Mittwoch, 10. Dezember 2014

Und was machst du den ganzen Tag so?

Wenn mich jemand fragt, was ich von Beruf bin, sage ich oft: "Lektorin." Das führt zur fast reflexartigen Gegenfrage: "Und für welchen Verlag?" Ich habe mir daraufhin angewöhnt, mich immer öfter als "Werbelektorin"  zu bezeichnen - und lebe jetzt mit der häufigen Gegenfrage: "Und was bedeutet das?"

Ein Lektor (hier bezogen auf die Verlagsebene) prüft und redigiert Manuskripte. Das erfordert natürlich viel mehr als eine gute Beherrschung der deutschen Sprache. Man muss Werke auch hinsichtlich ihrer Vermarktung beurteilen, schauen, ob sie ins Verlagsprogramm passen, mit dem Autor zusammen das Werk bearbeiten, die Autoren betreuen etc. DAS mache ich nicht. 

Meine Arbeit im Werbelektorat ist erst mal relativ schnöde: Ich sitze mit dem (virtuellen) Rotstift da und korrigiere Rechtschreibung, Zeichensetzung, Grammatik. Ich mache also kein Lektorat, sondern Korrektorat. Oder, wie ich es oft scherzhaft sage: Ich mache die Arbeit eines Lehrers, nur ohne Schüler.

Meistens bleibt es aber nicht bei Rechtschreibung, Zeichensetzung und Grammatik. Da kommen wir dann in den Bereich des stilistischen Lektorats. Klassische Stilfehler, um die ich mich tagtäglich kümmere: unvollständige Sätze (sehr beliebt im Werbebereich, aber eben nicht immer sinnvoll), missverständliche Bezüge durch falschen Satzbau (häufiger Fehler bei Übersetzungen aus dem Englischen oder wenn englische Satzkonstruktionen, die im Deutschen nun mal nicht funktionieren, übernommen werden), Häufung von Anglizismen, Nutzung falscher Fremdwörter (klassisches Beispiel: Expertise), Wortwiederholungen.
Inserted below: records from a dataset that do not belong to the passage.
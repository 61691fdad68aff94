use crate::model::{LaunchConfig, LauncherEvent, Operation, PathValidation, Response};
use std::collections::VecDeque;
use time::macros::format_description;
use time::OffsetDateTime;

/// Messages delivered to the UI thread.
#[derive(Debug)]
pub enum UiMsg {
    Event(LauncherEvent),
    Reply {
        op: &'static str,
        result: Result<Response, String>,
    },
}

/// Scrollback for a stream of raw output chunks.
///
/// Chunks are split into display lines. A carriage return without a newline
/// rewrites the current line, the way progress bars expect.
#[derive(Debug, Clone)]
pub struct OutputLog {
    lines: VecDeque<String>,
    partial: String,
    max_lines: usize,
}

impl Default for OutputLog {
    fn default() -> Self {
        Self::with_capacity(2000)
    }
}

impl OutputLog {
    pub fn with_capacity(max_lines: usize) -> Self {
        Self {
            lines: VecDeque::new(),
            partial: String::new(),
            max_lines: max_lines.max(1),
        }
    }

    pub fn push(&mut self, chunk: &str) {
        let mut chars = chunk.chars().peekable();
        while let Some(c) = chars.next() {
            match c {
                '\n' => self.finish_line(),
                '\r' if chars.peek() == Some(&'\n') => {}
                '\r' => self.partial.clear(),
                c => self.partial.push(c),
            }
        }
    }

    /// Add a launcher note as its own line.
    pub fn note(&mut self, text: &str) {
        if !self.partial.is_empty() {
            self.finish_line();
        }
        self.partial = format!("── {} {text}", timestamp());
        self.finish_line();
    }

    fn finish_line(&mut self) {
        self.lines.push_back(std::mem::take(&mut self.partial));
        while self.lines.len() > self.max_lines {
            self.lines.pop_front();
        }
    }

    /// The last `n` display lines, including an unterminated one.
    pub fn tail(&self, n: usize) -> Vec<&str> {
        let mut all: Vec<&str> = self.lines.iter().map(String::as_str).collect();
        if !self.partial.is_empty() {
            all.push(&self.partial);
        }
        let skip = all.len().saturating_sub(n);
        all.split_off(skip)
    }

    pub fn clear(&mut self) {
        self.lines.clear();
        self.partial.clear();
    }
}

fn timestamp() -> String {
    let now = OffsetDateTime::now_local().unwrap_or_else(|_| OffsetDateTime::now_utc());
    now.format(format_description!("[hour]:[minute]:[second]"))
        .unwrap_or_default()
}

pub struct UiState {
    pub tab: usize,
    pub show_help: bool,
    pub info: String,
    pub config: LaunchConfig,
    pub validation: Option<PathValidation>,
    pub running: bool,
    pub pid: Option<u32>,
    pub browser_open: bool,
    pub installing: bool,
    pub output: OutputLog,
    pub install_output: OutputLog,
    pub selected: usize,
    /// Edit buffer while a text field is being edited.
    pub editing: Option<String>,
    // Replies and notifications travel on different tasks. The n-th
    // successful start reply belongs to the n-th `Started` notification.
    started_events: u64,
    started_replies: u64,
    pending_pid: Option<u32>,
}

impl UiState {
    pub fn new(config: LaunchConfig) -> Self {
        Self {
            tab: 0,
            show_help: false,
            info: String::new(),
            config,
            validation: None,
            running: false,
            pid: None,
            browser_open: false,
            installing: false,
            output: OutputLog::default(),
            install_output: OutputLog::default(),
            selected: 0,
            editing: None,
            started_events: 0,
            started_replies: 0,
            pending_pid: None,
        }
    }

    /// Apply a notification. May return a follow-up operation to issue.
    pub fn apply_event(&mut self, ev: LauncherEvent) -> Option<Operation> {
        match ev {
            LauncherEvent::Output(chunk) => self.output.push(&chunk),
            LauncherEvent::Started => {
                self.started_events += 1;
                self.running = true;
                if self.started_events == self.started_replies {
                    self.pid = self.pending_pid.take();
                }
                self.output.note("ComfyUI started");
            }
            LauncherEvent::Stopped => {
                self.running = false;
                self.pid = None;
                self.pending_pid = None;
                self.output.note("ComfyUI stopped");
            }
            LauncherEvent::Exit(code) => {
                let code = code.map_or_else(|| "none".to_string(), |c| c.to_string());
                self.output.note(&format!("ComfyUI exited with code {code}"));
            }
            LauncherEvent::BrowserAutoOpened => {
                self.browser_open = true;
                self.info = "Companion window opened".into();
            }
            LauncherEvent::BrowserClosed => self.browser_open = false,
            LauncherEvent::PathSelected(path) => {
                self.info = format!("ComfyUI folder set to {path}");
                self.config.comfyui_path = path.clone();
                return Some(Operation::ValidatePath(path));
            }
            LauncherEvent::InstallOutput(chunk) => self.install_output.push(&chunk),
        }
        None
    }

    /// Apply the reply to an operation. May return a follow-up operation.
    pub fn apply_reply(
        &mut self,
        op: &'static str,
        result: Result<Response, String>,
    ) -> Option<Operation> {
        let response = match result {
            Ok(r) => r,
            Err(e) => {
                self.info = format!("{op}: {e}");
                return None;
            }
        };
        match response {
            Response::Config(cfg) => self.config = *cfg,
            Response::Ack(ack) => {
                self.info = if ack.success {
                    ack.message
                } else {
                    format!("✗ {}", ack.message)
                };
            }
            Response::Directory(sel) => {
                if let Some(path) = sel.path {
                    self.config.comfyui_path = path.clone();
                    self.info = format!("Selected {path} (w to save)");
                    return Some(Operation::ValidatePath(path));
                }
            }
            Response::Validation(v) => {
                self.info = if v.valid {
                    "Installation looks good".into()
                } else {
                    format!("✗ Missing: {}", v.missing.join(", "))
                };
                self.validation = Some(v);
            }
            Response::Started(reply) => {
                self.started_replies += 1;
                self.info = format!("ComfyUI started (pid {})", reply.pid);
                if self.started_replies > self.started_events {
                    // Its notification is still on the way.
                    self.pending_pid = Some(reply.pid);
                } else if self.running {
                    self.pid = Some(reply.pid);
                }
            }
            Response::Running(status) => {
                self.running = status.running;
                self.pid = status.pid;
                self.browser_open = status.browser_open;
            }
            Response::Browser(status) => self.browser_open = status.open,
            Response::Installed(_) => {
                self.installing = false;
                self.info = "Dependencies installed".into();
                self.install_output.note("Installation finished");
            }
            Response::Failure(f) => {
                if op == "install-dependencies" {
                    self.installing = false;
                    self.install_output.note(&f.error);
                }
                self.info = format!("✗ {op}: {}", f.error);
            }
            Response::Done => {}
        }
        None
    }
}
Eine weitere Stufe beinhaltet dann die inhaltliche Prüfung, die ich jedoch nur oberflächlich vornehme, da dies normalerweise nicht meine Aufgabe ist. Wenn mir aber Ungereimtheiten auffallen, falsche Jahreszahlen oder logische Fehler, dann merke ich diese natürlich an. Wenn also bspw. an einer Stelle des Textes von 20 Auszubildenden die Rede ist und drei Seiten weiter von 25, dann weise ich darauf hin. Ich recherchiere aber nicht, wie viele es tatsächlich sind - das weiß der Kunde ohnehin besser als ich. 

Außerdem biete ich auch - in einem gewissen Rahmen, abhängig von der Textsorte - englisches Korrektorat an.Gelegentlich mache ich auch ein Übersetzungslektorat für Englisch - also ein Korrektorat der deutschen oder englischen Übersetzung anhand des Originaltextes. Natürlich weise ich auch auf typografische Dinge hin, die mir auffallen (eine typografische Ausbildung habe ich aber nicht): falsche Schriftart oder -größe, Laufweite, Ligaturen, falsche Einzüge etc.

Oftmals werde ich gebeten, ein reines Korrektorat zu machen - eine Sache, die mir zugegebenermaßen schwerfällt, wenn der Text stilistisch zwischen unschön und katastrophal schwankt oder inhaltliche Schwächen hat. Man muss als Werbelektor also manchmal schmerzfrei sein und Dinge durchwinken, die einem gegen den Strich gehen.

Das alles mache ich für Anzeigen, Beileger, Datenblätter, Flyer, Geschäftsberichte, Imagebroschüren, Kundenanschreiben, Magazine (Kunden- und Mitarbeiterzeitschriften), Newsletter, Plakate, Vertragsentwürfe, Webseiten etc.

Und warum Werbung? Es ist einfach abwechslungsreich. Ich korrigiere Werbematerialien für die Automobilindustrie, prüfe Magazine für Lebensmittelhersteller und Zahntechniker, lese die Patientenbroschüren von Pharmaherstellern und die Imagebroschüren von Fertighausherstellern. Ich lerne dadurch viel - nicht nur im Hinblick auf meine Arbeit. Werbelektorat ist oftmals Stress pur und ich fluche immer wieder über kurzfristige Aufträge, knappe Lieferzeiten und arbeitsintensive Texte - aber ich liebe diesen Job!